Steve Sizemore, CMA CommunicationsCMA Communications is like every other cable operator that's watching subscribers scamper away like wabbits chased by Elmer Fudd. Unlike many other cable operators, however, CMA has a unique way of combating the losses: Let the subs run--for now--because they'll come back.

To do this, the Dallas-based company is concentrating on a new set of lucrative commercial services that it's rolling out to a new base of customers throughout its rural systems.

"Our video business has struggled and continues to struggle, with programming costs as they are and the competitiveness of the satellite providers," said Steve Sizemore, director of advanced services.

While CMA, with the bulk of its subscribers in rural-based clusters, has more satellite competition than wireline, it has seen some incursions from AT&T and well. All told, Sizemore said, subscribers are chasing the best video deal and that's not always cable so commercial services have to make up the difference. CMA's play now, he said, is to emphasize its broadband prowess, especially as it rolls out DOCSIS 3.0 for residential and commercial customers.

CMA Communications Pahrump"I don't think the video product is dead for us; I just think it's a rough time and we need to work through it and build these networks and be ready for that next video opportunity that comes along," he said.

CMA had previously dabbled in commercial services but never really put forth a concerted effort. Even when it played in the commercial space, it took a different tack than its cable brethren by providing a "more enterprise-like service where we're already providing fiber directly to large businesses or for small schools," he said.

The traditional small office-home office (SOHO) and small-medium business (SMB) customers, while lucrative and potentially low hanging fruit throughout CMA's footprint, weren't targeted because the MSO lacked the tools weren't to make it happen. Now, a combination of new voice and data tools combined with cheaper fiber is letting CMA push out a potent broadband play for commercial customers.

Sizemore said he likes his prospects because the telcos have either ignored the more rural SMBs or charged an arm, leg and two fingers from the other hand to get their services.

"We can go in and offer a much lower cost circuit and show we have the capacity to manage that circuit and monitor that circuit not reactively but proactively," Sizemore said.

Casino Drive in Laughlin, NevadaTo that end, the company has expanded its relationship with Integrated Broadband Services (IBBS) using its suite of service activation and service assurance services for back-office support.

CMA is adopting a dual-pronged approach: fiber-to-the-enterprise when possible and high-speed broadband via HFC and DOCSIS 3.0 when not. For the SMBs the play is HFC and DOCSIS 3.0 using newly upgraded networks and WDM. The focus begins in the back office and spreads to the end business customer; and it's all commercial.

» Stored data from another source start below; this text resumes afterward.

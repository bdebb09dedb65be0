pub mod analyzers;
pub mod chart;
pub mod config;
pub mod error;
pub mod extract;
pub mod loader;
pub mod output;
pub mod parser;
/// Computes the arithmetic mean of a slice of values. Returns `None` for empty input.
pub fn mean(values: &[f64]) -> Option<f64> {
    if values.is_empty() {
        return None;
    }
    Some(values.iter().sum::<f64>() / values.len() as f64)
}

/// Computes the population standard deviation given a pre-computed mean.
/// Returns 0.0 for empty input.
pub fn stddev(values: &[f64], mean: f64) -> f64 {
    if values.is_empty() {
        return 0.0;
    }
    let variance = values.iter().map(|v| (v - mean).powi(2)).sum::<f64>() / values.len() as f64;

    variance.sqrt()
}
//! Field-level parsing for experiment CSV rows.

use csv::StringRecord;

use crate::error::RowError;

/// A CSV header with every column name trimmed and lower-cased.
#[derive(Debug, Clone, PartialEq)]
pub struct Header {
    columns: Vec<String>,
}

impl Header {
    pub fn from_record(record: &StringRecord) -> Self {
        Self {
            columns: record.iter().map(normalize_column).collect(),
        }
    }

    /// Index of the first column with the given (already normalized) name.
    pub fn position(&self, name: &str) -> Option<usize> {
        self.columns.iter().position(|c| c == name)
    }

    /// Required columns that this header lacks, in the order they were asked for.
    pub fn missing(&self, required: &[&str]) -> Vec<String> {
        required
            .iter()
            .filter(|name| self.position(name).is_none())
            .map(|name| name.to_string())
            .collect()
    }

    pub fn columns(&self) -> &[String] {
        &self.columns
    }
}

fn normalize_column(name: &str) -> String {
    name.trim().to_lowercase()
}

/// Normalizes an interface name into its grouping key.
pub fn normalize_interface(raw: &str) -> Result<String, RowError> {
    let key = raw.trim().to_lowercase();
    if key.is_empty() {
        return Err(RowError::EmptyInterface);
    }
    Ok(key)
}

/// Parses a number written with either `.` or `,` as decimal separator.
///
/// # Errors
///
/// Returns [`RowError::InvalidNumber`] for empty, unparsable or non-finite input.
pub fn parse_decimal(column: &'static str, raw: &str) -> Result<f64, RowError> {
    let invalid = || RowError::InvalidNumber {
        column,
        value: raw.to_string(),
    };

    let cleaned = raw.trim().replace(',', ".");
    let value: f64 = cleaned.parse().map_err(|_| invalid())?;
    if !value.is_finite() {
        return Err(invalid());
    }
    Ok(value)
}

#[cfg(test)]
mod tests {
    use super::*;
    use rand::rngs::StdRng;
    use rand::{Rng, SeedableRng};

    #[test]
    fn test_parse_decimal_dot_and_comma_agree() {
        assert_eq!(parse_decimal("time_s", "3.5"), Ok(3.5));
        assert_eq!(parse_decimal("time_s", "3,5"), Ok(3.5));
        assert_eq!(parse_decimal("accuracy", "90"), Ok(90.0));
        assert_eq!(parse_decimal("accuracy", " 92,25 "), Ok(92.25));
    }

    #[test]
    fn test_parse_decimal_random_values_ignore_separator() {
        let mut rng = StdRng::seed_from_u64(42);

        for _ in 0..1000 {
            let value: f64 = rng.gen_range(-1.0e6..1.0e6);
            let dot = value.to_string();
            let comma = dot.replace('.', ",");

            assert_eq!(parse_decimal("time_s", &dot), Ok(value), "{dot}");
            assert_eq!(parse_decimal("time_s", &comma), Ok(value), "{comma}");
        }
    }

    #[test]
    fn test_parse_decimal_rejects_garbage() {
        assert!(parse_decimal("time_s", "").is_err());
        assert!(parse_decimal("time_s", "fast").is_err());
        assert!(parse_decimal("time_s", "1,2,3").is_err());
        assert!(parse_decimal("time_s", "NaN").is_err());
        assert!(parse_decimal("time_s", "inf").is_err());
    }

    #[test]
    fn test_parse_decimal_error_carries_column() {
        let err = parse_decimal("accuracy", "x").unwrap_err();
        assert_eq!(
            err,
            RowError::InvalidNumber {
                column: "accuracy",
                value: "x".into()
            }
        );
    }

    #[test]
    fn test_header_is_normalized() {
        let header = Header::from_record(&StringRecord::from(vec![" Interface", "TIME_S ", "taskType"]));
        assert_eq!(header.columns(), &["interface", "time_s", "tasktype"]);
        assert_eq!(header.position("time_s"), Some(1));
        assert_eq!(header.position("tasktype"), Some(2));
    }

    #[test]
    fn test_header_missing_columns() {
        let header = Header::from_record(&StringRecord::from(vec!["interface", "time_s"]));
        assert_eq!(
            header.missing(&["interface", "time_s", "accuracy"]),
            vec!["accuracy".to_string()]
        );
        assert!(header.missing(&["interface"]).is_empty());
    }

    #[test]
    fn test_normalize_interface() {
        assert_eq!(normalize_interface("  Keyboard ").unwrap(), "keyboard");
        assert_eq!(normalize_interface(" "), Err(RowError::EmptyInterface));
    }
}
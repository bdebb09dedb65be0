//! Experiment data validation and aggregation.
//!
//! This module binds CSV headers to per-pipeline schemas, turns rows into
//! task or questionnaire records, and averages them per input method.

pub mod aggregate;
pub mod analyzer;
pub mod schema;
pub mod types;
pub mod utility;
//! Summary formatting and export.
//!
//! Supports console lines, a pretty-printed JSON report, and a CSV export
//! with one row per interface.

use anyhow::Result;
use csv::WriterBuilder;
use serde::Serialize;
use std::fs::File;
use std::io::Write;
use std::path::Path;
use tracing::{debug, info};

use crate::analyzers::types::{QuestionnaireAggregate, Summary, TaskAggregate};
use crate::config::DisplayNames;

/// `<DisplayName> <time>s <accuracy>%`
pub fn format_task_line(name: &str, aggregate: &TaskAggregate) -> String {
    format!(
        "{} {:.2}s {:.2}%",
        name, aggregate.avg_time_s, aggregate.avg_accuracy
    )
}

/// `<DisplayName>: satisfaction=<x>/5 effort=<y>/5`, with `n/a` for a score nobody gave.
pub fn format_questionnaire_line(name: &str, aggregate: &QuestionnaireAggregate) -> String {
    format!(
        "{}: satisfaction={}/5 effort={}/5",
        name,
        format_score(aggregate.satisfaction),
        format_score(aggregate.effort)
    )
}

fn format_score(score: Option<f64>) -> String {
    match score {
        Some(v) => format!("{:.2}", v),
        None => "n/a".to_string(),
    }
}

/// Writes the task summary heading and one line per interface.
pub fn write_task_summary<W: Write>(
    out: &mut W,
    groups: &[TaskAggregate],
    names: &DisplayNames,
) -> Result<()> {
    writeln!(out, "Summary per input method:")?;
    for aggregate in groups {
        writeln!(out, "{}", format_task_line(&names.resolve(&aggregate.interface), aggregate))?;
    }
    Ok(())
}

/// Writes the questionnaire heading and one line per interface.
pub fn write_questionnaire_summary<W: Write>(
    out: &mut W,
    groups: &[QuestionnaireAggregate],
    names: &DisplayNames,
) -> Result<()> {
    writeln!(out, "Mean satisfaction and effort per input method:")?;
    for aggregate in groups {
        writeln!(
            out,
            "{}",
            format_questionnaire_line(&names.resolve(&aggregate.interface), aggregate)
        )?;
    }
    Ok(())
}

/// Writes the full summary as pretty-printed JSON.
pub fn write_json<A: Serialize>(path: &Path, summary: &Summary<A>) -> Result<()> {
    let file = File::create(path)?;
    serde_json::to_writer_pretty(file, summary)?;
    info!(path = %path.display(), "JSON report written");
    Ok(())
}

/// Writes one CSV row per aggregate, replacing any existing file.
pub fn write_csv<A: Serialize>(path: &Path, groups: &[A]) -> Result<()> {
    debug!(path = %path.display(), rows = groups.len(), "Writing CSV export");

    let mut writer = WriterBuilder::new().has_headers(true).from_path(path)?;
    for aggregate in groups {
        writer.serialize(aggregate)?;
    }
    writer.flush()?;

    info!(path = %path.display(), "CSV export written");
    Ok(())
}
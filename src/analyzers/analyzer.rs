use crate::analyzers::aggregate::{aggregate_questionnaires, aggregate_tasks};
use crate::analyzers::schema::{QuestionnaireSchema, TaskSchema};
use crate::analyzers::types::{QuestionnaireSummary, Summary, TaskSummary};
use crate::error::SummaryError;
use crate::loader::{discover_csv_files, load_records};
use chrono::Utc;
use std::path::Path;
use tracing::info;

/// Loads every task CSV in `dir` and averages time and accuracy per interface.
///
/// # Errors
///
/// Fails when the directory is missing or has no CSV files, or when no
/// interface ends up with valid data.
#[tracing::instrument(skip(dir), fields(dir = %dir.display()))]
pub fn analyze_tasks(dir: &Path) -> Result<TaskSummary, SummaryError> {
    let files = discover_csv_files(dir)?;
    let (records, load) = load_records(&TaskSchema, &files);
    info!(valid_tasks = records.len(), "Task rows loaded");

    let groups = aggregate_tasks(&records);
    if groups.is_empty() {
        return Err(SummaryError::NoValidAggregates);
    }

    Ok(Summary {
        generated_at: Utc::now(),
        load,
        groups,
    })
}

/// Loads every CSV in `dir`, keeps questionnaire rows and averages their
/// satisfaction (`q1`) and effort (`q2`) scores per interface.
///
/// # Errors
///
/// Same fatal conditions as [`analyze_tasks`].
#[tracing::instrument(skip(dir), fields(dir = %dir.display()))]
pub fn analyze_questionnaires(dir: &Path) -> Result<QuestionnaireSummary, SummaryError> {
    let files = discover_csv_files(dir)?;
    let schema = QuestionnaireSchema::new();
    let (records, load) = load_records(&schema, &files);
    info!(responses = records.len(), "Questionnaire rows loaded");

    let groups = aggregate_questionnaires(&records);
    if groups.is_empty() {
        return Err(SummaryError::NoValidAggregates);
    }

    Ok(Summary {
        generated_at: Utc::now(),
        load,
        groups,
    })
}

"Right now we don't even have them separated; they're all in one database so it's very difficult to go through and say how many customers are actually enterprise or commercial today," he said.

Suffice it to say, not many--although those that are on board belie the MSO's size and stature.

"We have a major university that we provide switched base service to all of the students in the student housing. It's just a one-off account," he said. "We have casinos in Laughlin, Nev. (and) we've recently extended our fiber down there to be able to extend point-to-point Ethernet all the way back to Las Vegas for their parent companies."

Those, of course, are enterprise customers. Now, he said, "we believe we have a lot of potential opportunity to show the value of these new services" to SMBs and SOHOs.

If money must be spent--and in today's competitive space it must be--then it should be spent in a place where the rewards will be highest, Sizemore said.

"Several years ago we looked at the migration to digital and really believed this is going to be an IP world," he said.

Rather than digitize random headends located around four rural states, CMA opted to "let the video bleeding continue and concentrate on what we know is hot right now--Internet and phone--and build out our networks, start working with other cable operators to tie in with them and have some synergies ... and compete collectively against the incumbent telcos," he said.

It's not as if CMA is conceding its video subscribers to the competition or over-the-top services; quite the contrary. "These video products will come of age for us," he predicted. "We'll be able to take advantage of some new technologies at the right prices and hopefully this programming (cost) issue will somehow get resolved."

In the meantime, look out telcos, here comes CMA, either as a primary full service broadband supplier or as the redundant source that "someday will become the primary," Sizemore said.

Whatever the case, it beats chasing video subscribers in a cost-conscious economy.